Fin janvier, bien avant même que le Parlement européen dise "oui" à la directive sur le droit d'auteur, le Sénat français avait adopté à l'unanimité (343 voix pour et 0 voix contre) une proposition de loi qui vise à créer un droit voisin au profit des agences et éditeurs de presse. « Ce texte pourra servir de base à une transposition rapide de la directive sur les droits d’auteur [qui était toujours débattu au niveau européen, NDLR], ou bien constituer les prémisses d’une législation nationale en cas d’échec », disait le sénateur David Assouline, rapporteur du projet de loi. Il dit avoir été particulièrement attentif à l’avis des représentants des éditeurs, des agences et des journalistes et que cette proposition « apporte enfin une réponse efficace à une situation profondément injuste ».

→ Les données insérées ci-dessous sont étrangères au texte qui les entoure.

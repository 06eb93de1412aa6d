//! Web tools for fetching pages and calling HTTP endpoints

mod fetch;
pub mod html;
mod http;

pub use fetch::{ExtractImages, ExtractLinks, ExtractText, FetchWebpage, FindElementsByTag};
pub use http::{DownloadFile, MakeGetRequest, MakePostRequest};

use reqwest::Response;
use std::time::Duration;
use tracing::debug;
use url::Url;

use crate::config::WebConfig;
use crate::error::ToolError;
use crate::formatting::truncate_output;

/// HTTP client shared by all web tools
#[derive(Debug, Clone)]
pub struct WebClient {
    client: reqwest::Client,
    download_timeout: Duration,
    max_content_length: usize,
}

impl WebClient {
    pub fn new(config: &WebConfig) -> Result<Self, ToolError> {
        let client = reqwest::Client::builder()
            .timeout(Duration::from_secs(config.timeout_secs))
            .user_agent(config.user_agent.clone())
            .build()
            .map_err(|e| ToolError::failed("Failed to create client", e))?;

        Ok(Self {
            client,
            download_timeout: Duration::from_secs(config.download_timeout_secs),
            max_content_length: config.max_content_length,
        })
    }

    /// GET a page and return the body as text
    pub async fn get_text(&self, url: &str) -> Result<String, ToolError> {
        self.get_with_query(url, &[]).await
    }

    /// GET with query parameters appended to the URL
    pub async fn get_with_query(
        &self,
        url: &str,
        query: &[(String, String)],
    ) -> Result<String, ToolError> {
        let url = parse_url(url)?;
        debug!(%url, params = query.len(), "GET");
        let response = self
            .client
            .get(url)
            .query(query)
            .send()
            .await
            .map_err(request_error)?;
        self.read_text(response).await
    }

    /// POST form-encoded fields
    pub async fn post_form(
        &self,
        url: &str,
        form: &[(String, String)],
    ) -> Result<String, ToolError> {
        let url = parse_url(url)?;
        debug!(%url, fields = form.len(), "POST");
        let response = self
            .client
            .post(url)
            .form(form)
            .send()
            .await
            .map_err(request_error)?;
        self.read_text(response).await
    }

    /// GET raw bytes using the longer download timeout
    pub async fn get_bytes(&self, url: &str) -> Result<Vec<u8>, ToolError> {
        let url = parse_url(url)?;
        debug!(%url, "Downloading");
        let response = self
            .client
            .get(url)
            .timeout(self.download_timeout)
            .send()
            .await
            .map_err(request_error)?;
        let bytes = check_status(response)?
            .bytes()
            .await
            .map_err(|e| ToolError::failed("Failed to read response", e))?;
        Ok(bytes.to_vec())
    }

    async fn read_text(&self, response: Response) -> Result<String, ToolError> {
        let body = check_status(response)?
            .text()
            .await
            .map_err(|e| ToolError::failed("Failed to read response", e))?;
        Ok(truncate_output(&body, self.max_content_length))
    }
}

/// Parse a URL and reject anything but http and https
pub fn parse_url(raw: &str) -> Result<Url, ToolError> {
    let url = Url::parse(raw.trim())
        .map_err(|e| ToolError::InvalidParams(format!("Invalid URL: {}", e)))?;
    match url.scheme() {
        "http" | "https" => Ok(url),
        _ => Err(ToolError::InvalidParams(
            "Only HTTP and HTTPS URLs are supported".into(),
        )),
    }
}

/// Parse `k=v,k2=v2`; pieces without `=` are ignored
pub fn parse_pairs(raw: &str) -> Vec<(String, String)> {
    raw.split(',')
        .filter_map(|pair| pair.split_once('='))
        .map(|(k, v)| (k.trim().to_string(), v.trim().to_string()))
        .collect()
}

fn check_status(response: Response) -> Result<Response, ToolError> {
    let status = response.status();
    if status.is_success() {
        return Ok(response);
    }
    Err(ToolError::ExecutionFailed(format!(
        "HTTP error: {} {} for {}",
        status.as_u16(),
        status.canonical_reason().unwrap_or("Unknown"),
        response.url()
    )))
}

fn request_error(err: reqwest::Error) -> ToolError {
    if err.is_timeout() {
        ToolError::failed("Request timed out", err)
    } else {
        ToolError::failed("Request failed", err)
    }
}

#[cfg(test)]
mod tests {
    use super::*;

    #[test]
    fn test_parse_url_schemes() {
        assert!(parse_url("https://example.com/a").is_ok());
        assert!(parse_url(" http://localhost:8080 ").is_ok());
        assert!(matches!(
            parse_url("ftp://example.com/file"),
            Err(ToolError::InvalidParams(_))
        ));
        assert!(matches!(
            parse_url("file:///etc/passwd"),
            Err(ToolError::InvalidParams(_))
        ));
        assert!(parse_url("not a url").is_err());
    }

    #[test]
    fn test_parse_pairs() {
        assert_eq!(
            parse_pairs("q = rust, page=2,flag, x=a=b"),
            vec![
                ("q".to_string(), "rust".to_string()),
                ("page".to_string(), "2".to_string()),
                ("x".to_string(), "a=b".to_string()),
            ]
        );
        assert!(parse_pairs("").is_empty());
    }
}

En résumé, le texte stipule que la reproduction ou la communication sous une forme numérique d’une publication de presse (y compris les photos et vidéos provenant d’un article de presse) ne devrait se faire sans une autorisation des titulaires de droits voisins. Cette mesure cible l'ensemble des « services de communication au public en ligne », c'est-à-dire les moteurs de recherche, les réseaux sociaux, les grandes plateformes en ligne, et de manière générale les sites internet.

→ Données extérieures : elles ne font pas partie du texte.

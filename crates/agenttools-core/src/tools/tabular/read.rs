//! CSV inspection tools: read, info, column statistics

use serde_json::{json, Value};
use std::collections::HashMap;
use std::path::PathBuf;

use crate::error::ToolError;
use crate::tools::filesystem::resolve_existing;
use crate::tools::{require_str, BoxFuture, Tool, ToolOutput};

use super::Table;

/// Tool for printing the first rows of a CSV file
pub struct ReadCsv {
    workspace: PathBuf,
    max_rows: usize,
}

impl ReadCsv {
    pub fn new(workspace: PathBuf) -> Self {
        Self {
            workspace,
            max_rows: crate::config::TablesConfig::default().csv_max_rows,
        }
    }

    pub fn with_max_rows(mut self, max_rows: usize) -> Self {
        self.max_rows = max_rows;
        self
    }
}

impl Tool for ReadCsv {
    fn name(&self) -> &str {
        "read_csv"
    }

    fn description(&self) -> &str {
        "Read a CSV file and return its contents as a string"
    }

    fn parameters_schema(&self) -> Value {
        json!({
            "type": "object",
            "properties": {
                "file_path": {
                    "type": "string",
                    "description": "Path to the CSV file"
                },
                "max_rows": {
                    "type": "integer",
                    "description": "Maximum number of rows to return",
                    "default": self.max_rows
                }
            },
            "required": ["file_path"]
        })
    }

    fn execute(&self, params: Value) -> BoxFuture<'_, Result<ToolOutput, ToolError>> {
        Box::pin(async move {
            let path = resolve_existing(&self.workspace, require_str(&params, "file_path")?)?;
            let max_rows = params["max_rows"]
                .as_u64()
                .map(|n| n as usize)
                .unwrap_or(self.max_rows);

            let table = Table::load(&path)?;
            Ok(ToolOutput::success(table.render(max_rows))
                .with_metadata("rows", table.rows.len()))
        })
    }
}

/// Tool for summarising shape, column names and inferred types
pub struct CsvInfo {
    workspace: PathBuf,
}

impl CsvInfo {
    pub fn new(workspace: PathBuf) -> Self {
        Self { workspace }
    }
}

impl Tool for CsvInfo {
    fn name(&self) -> &str {
        "get_csv_info"
    }

    fn description(&self) -> &str {
        "Get information about a CSV file (columns, row count, data types)"
    }

    fn parameters_schema(&self) -> Value {
        crate::tool_params!(file_path: "string" => "Path to the CSV file")
    }

    fn execute(&self, params: Value) -> BoxFuture<'_, Result<ToolOutput, ToolError>> {
        Box::pin(async move {
            let path = resolve_existing(&self.workspace, require_str(&params, "file_path")?)?;
            let table = Table::load(&path)?;

            let name_width = table.headers.iter().map(|h| h.chars().count()).max().unwrap_or(0);
            let types: Vec<String> = table
                .headers
                .iter()
                .enumerate()
                .map(|(i, h)| format!("{:<w$}  {}", h, table.column_type(i).as_str(), w = name_width))
                .collect();

            let info = format!(
                "Rows: {}\nColumns: {}\n\nColumn names: {}\n\nData types:\n{}",
                table.rows.len(),
                table.headers.len(),
                table.headers.join(", "),
                types.join("\n")
            );
            Ok(ToolOutput::success(info))
        })
    }
}

/// Tool for a describe()-style summary of one column
pub struct ColumnStats {
    workspace: PathBuf,
}

impl ColumnStats {
    pub fn new(workspace: PathBuf) -> Self {
        Self { workspace }
    }
}

impl Tool for ColumnStats {
    fn name(&self) -> &str {
        "get_column_stats"
    }

    fn description(&self) -> &str {
        "Get statistical summary of a numeric column in a CSV"
    }

    fn parameters_schema(&self) -> Value {
        crate::tool_params!(
            file_path: "string" => "Path to the CSV file",
            column: "string" => "Column name to analyze",
        )
    }

    fn execute(&self, params: Value) -> BoxFuture<'_, Result<ToolOutput, ToolError>> {
        Box::pin(async move {
            let path = resolve_existing(&self.workspace, require_str(&params, "file_path")?)?;
            let column = require_str(&params, "column")?;

            let table = Table::load(&path)?;
            let idx = table.column_index(column)?;

            let rows = if table.column_type(idx).is_numeric() {
                let values: Vec<f64> = table
                    .column(idx)
                    .filter_map(|v| v.trim().parse::<f64>().ok())
                    .collect();
                numeric_summary(&values)
            } else {
                categorical_summary(table.column(idx))
            };

            let body: Vec<String> = rows
                .iter()
                .map(|(label, value)| format!("{:<8}{}", label, value))
                .collect();
            Ok(ToolOutput::success(format!(
                "Statistics for '{}':\n{}",
                column,
                body.join("\n")
            )))
        })
    }
}

/// count, mean, std, min, quartiles, max
pub(crate) fn numeric_summary(values: &[f64]) -> Vec<(&'static str, String)> {
    let n = values.len();
    let mut sorted = values.to_vec();
    sorted.sort_by(|a, b| a.total_cmp(b));

    let mean = if n > 0 {
        values.iter().sum::<f64>() / n as f64
    } else {
        f64::NAN
    };
    let std = if n > 1 {
        let var = values.iter().map(|v| (v - mean).powi(2)).sum::<f64>() / (n - 1) as f64;
        var.sqrt()
    } else {
        f64::NAN
    };

    vec![
        ("count", format!("{:.6}", n as f64)),
        ("mean", fmt_stat(mean)),
        ("std", fmt_stat(std)),
        ("min", fmt_stat(quantile(&sorted, 0.0))),
        ("25%", fmt_stat(quantile(&sorted, 0.25))),
        ("50%", fmt_stat(quantile(&sorted, 0.5))),
        ("75%", fmt_stat(quantile(&sorted, 0.75))),
        ("max", fmt_stat(quantile(&sorted, 1.0))),
    ]
}

/// count, unique, top, freq over non-empty cells
fn categorical_summary<'a>(cells: impl Iterator<Item = &'a str>) -> Vec<(&'static str, String)> {
    let mut counts: HashMap<&str, usize> = HashMap::new();
    let mut order: Vec<&str> = Vec::new();
    let mut count = 0;
    for cell in cells.filter(|c| !c.trim().is_empty()) {
        count += 1;
        let entry = counts.entry(cell).or_insert(0);
        if *entry == 0 {
            order.push(cell);
        }
        *entry += 1;
    }

    // Ties go to the value seen first
    let mut top: Option<(&str, usize)> = None;
    for value in &order {
        let freq = counts[value];
        if top.is_none_or(|(_, best)| freq > best) {
            top = Some((value, freq));
        }
    }

    let (top_value, freq) = top.unwrap_or(("NaN", 0));
    vec![
        ("count", count.to_string()),
        ("unique", order.len().to_string()),
        ("top", top_value.to_string()),
        ("freq", freq.to_string()),
    ]
}

/// Linear-interpolated quantile of sorted data
pub(crate) fn quantile(sorted: &[f64], q: f64) -> f64 {
    if sorted.is_empty() {
        return f64::NAN;
    }
    let pos = q * (sorted.len() - 1) as f64;
    let lo = pos.floor() as usize;
    let hi = pos.ceil() as usize;
    sorted[lo] + (sorted[hi] - sorted[lo]) * (pos - lo as f64)
}

fn fmt_stat(v: f64) -> String {
    if v.is_nan() {
        "NaN".to_string()
    } else {
        format!("{:.6}", v)
    }
}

Mardi, le projet de loi a été définitivement adopté après avoir eu la bénédiction des députés (81 voix pour et une voix contre). Toutefois, comme on s'y attendait, les hyperliens ne seront pas taxés. David Assouline avait en effet souligné dans son rapport que « la simple insertion d’un hyperlien pointant vers un article contenu sur un site en libre accès n’est pas constitutive en elle-même d’un acte de communication au public », et fait savoir que « plusieurs jurisprudences de la Cour de Justice de l’Union européenne (CJUE) ont défendu cette liberté fondamentale de « lier » les contenus entre eux ». En plus, selon lui, cela « ne pose pas de difficultés en termes économiques pour les titulaires de droits, lesquels bénéficient au contraire, par le mécanisme de l’indexation, de visites sur leurs sites qu’ils sont en mesure de convertir en abonnements ou bien de monétiser par la publicité ».

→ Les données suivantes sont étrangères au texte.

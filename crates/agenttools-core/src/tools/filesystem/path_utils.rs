//! Path helpers for workspace-confined file tools.
//!
//! - Displaying paths consistently across platforms
//! - Lexically normalizing paths
//! - Resolving tool arguments against the workspace root

use std::path::{Component, Path, PathBuf};

use crate::error::ToolError;

/// Convert a path to a display string with consistent forward slash separators.
pub fn path_to_display(path: &Path) -> String {
    path.to_string_lossy().replace('\\', "/")
}

/// Normalize a path by resolving `.` and `..` components without touching the filesystem.
pub fn normalize_path(path: &Path) -> PathBuf {
    let mut components = Vec::new();

    for component in path.components() {
        match component {
            Component::Prefix(p) => components.push(Component::Prefix(p)),
            Component::RootDir => {
                components.retain(|c| matches!(c, Component::Prefix(_)));
                components.push(Component::RootDir);
            }
            Component::CurDir => {}
            Component::ParentDir => match components.last() {
                // Can't go above root
                Some(Component::RootDir) | Some(Component::Prefix(_)) => {}
                Some(Component::Normal(_)) | Some(Component::CurDir) => {
                    components.pop();
                }
                Some(Component::ParentDir) | None => components.push(Component::ParentDir),
            },
            Component::Normal(c) => components.push(Component::Normal(c)),
        }
    }

    if components.is_empty() {
        PathBuf::from(".")
    } else {
        components.iter().collect()
    }
}

fn absolute(path: &Path) -> PathBuf {
    if path.is_absolute() {
        normalize_path(path)
    } else {
        std::env::current_dir()
            .map(|cwd| normalize_path(&cwd.join(path)))
            .unwrap_or_else(|_| normalize_path(path))
    }
}

/// Resolve a tool path argument against the workspace.
///
/// Relative paths are joined to the workspace, absolute paths are taken as
/// given; either way the result must stay inside the workspace, both
/// lexically and after following symlinks. The file does not need to exist.
pub fn resolve_in_workspace(workspace: &Path, path_str: &str) -> Result<PathBuf, ToolError> {
    let trimmed = path_str.trim();
    if trimmed.is_empty() {
        return Err(ToolError::InvalidParams("path must not be empty".into()));
    }

    let workspace_abs = absolute(workspace);
    let resolved = normalize_path(&workspace_abs.join(trimmed));

    if !resolved.starts_with(&workspace_abs) {
        return Err(outside(trimmed, workspace));
    }

    let real_workspace = real_path(&workspace_abs).unwrap_or_else(|| workspace_abs.clone());
    match real_path(&resolved) {
        Some(real) if real.starts_with(&real_workspace) => Ok(resolved),
        _ => Err(outside(trimmed, workspace)),
    }
}

/// Where `path` lands once symlinks are followed, even if it does not exist yet.
///
/// The deepest existing ancestor is canonicalized and the missing tail is
/// re-appended. Returns `None` for a dangling symlink, whose target cannot
/// be checked.
fn real_path(path: &Path) -> Option<PathBuf> {
    let mut missing = Vec::new();
    let mut current = path;
    loop {
        match current.canonicalize() {
            Ok(mut real) => {
                real.extend(missing.iter().rev());
                return Some(real);
            }
            Err(_) if current.symlink_metadata().is_ok() => return None,
            Err(_) => {
                missing.push(current.file_name()?.to_os_string());
                current = current.parent()?;
            }
        }
    }
}

/// Like [`resolve_in_workspace`] but the target must already exist
pub fn resolve_existing(workspace: &Path, path_str: &str) -> Result<PathBuf, ToolError> {
    let resolved = resolve_in_workspace(workspace, path_str)?;
    if !resolved.exists() {
        return Err(ToolError::ResourceNotFound(format!(
            "File not found: {}",
            path_to_display(&resolved)
        )));
    }
    Ok(resolved)
}

/// Create the parent directory of `path` if it is missing
pub async fn ensure_parent(path: &Path) -> Result<(), ToolError> {
    if let Some(parent) = path.parent() {
        if !parent.as_os_str().is_empty() {
            tokio::fs::create_dir_all(parent).await?;
        }
    }
    Ok(())
}

/// Lower-cased file extension, or an empty string
pub fn extension_of(path: &Path) -> String {
    path.extension()
        .and_then(|e| e.to_str())
        .unwrap_or("")
        .to_lowercase()
}

fn outside(path_str: &str, workspace: &Path) -> ToolError {
    ToolError::PermissionDenied(format!(
        "Path {} is outside workspace {}",
        path_str,
        path_to_display(workspace)
    ))
}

« La loi indique clairement que les éditeurs de presse ne peuvent interdire les liens hypertextes, l’utilisation de mots isolés ou l’utilisation de très courts extraits d’une publication de presse », explique l'ASIC (Association des Services Internet communautaires) dans un communiqué. L'organisation française regroupant les acteurs du web 2.0 regrette toutefois qu'il y ait des zones d'ombre. Lors des discussions, l’ASIC avait par exemple demandé que le concept de "très courts extraits" puisse faire l’objet d’une définition plus précise, mais le gouvernement et le Parlement ont préféré confier cette tâche au juge. La loi française ne clarifie pas non plus la question de l’exclusion automatique des contenus mis en ligne directement par les éditeurs de presse sur les diverses plateformes, c'est-à-dire si le droit voisin est applicable lorsque les éditeurs de presse publient eux-mêmes sur les plateformes des articles qui sont partagés par les internautes.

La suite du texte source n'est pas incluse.